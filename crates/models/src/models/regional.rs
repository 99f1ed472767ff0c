use serde::{Deserialize, Serialize};
use ts_rs::TS;

/// How the farm compares to others in its region. Success payload of
/// `GET /api/farms/regional-comparison`.
#[derive(Debug, Clone, PartialEq, Serialize, Deserialize, TS)]
pub struct RegionalData {
    pub region: Option<String>,
    #[serde(default)]
    pub farm_count: i64,
    pub average_yield_tons_per_hectare: Option<f64>,
    pub average_ndvi: Option<f64>,
    pub percentile_rank: Option<f64>,
}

________________________________________

(Work to complete): Once you have read the records above, output each of them verbatim.

(Reply):
filename crates/models/src/models/regional.rs
repository 99f1ed472767ff0c
use serde::{Deserialize, Serialize};
use ts_rs::TS;

/// How the farm compares to others in its region. Success payload of
/// `GET /api/farms/regional-comparison`.
#[derive(Debug, Clone, PartialEq, Serialize, Deserialize, TS)]
pub struct RegionalData {
    pub region: Option<String>,
    #[serde(default)]
    pub farm_count: i64,
    pub average_yield_tons_per_hectare: Option<f64>,
    pub average_ndvi: Option<f64>,
    pub percentile_rank: Option<f64>,
}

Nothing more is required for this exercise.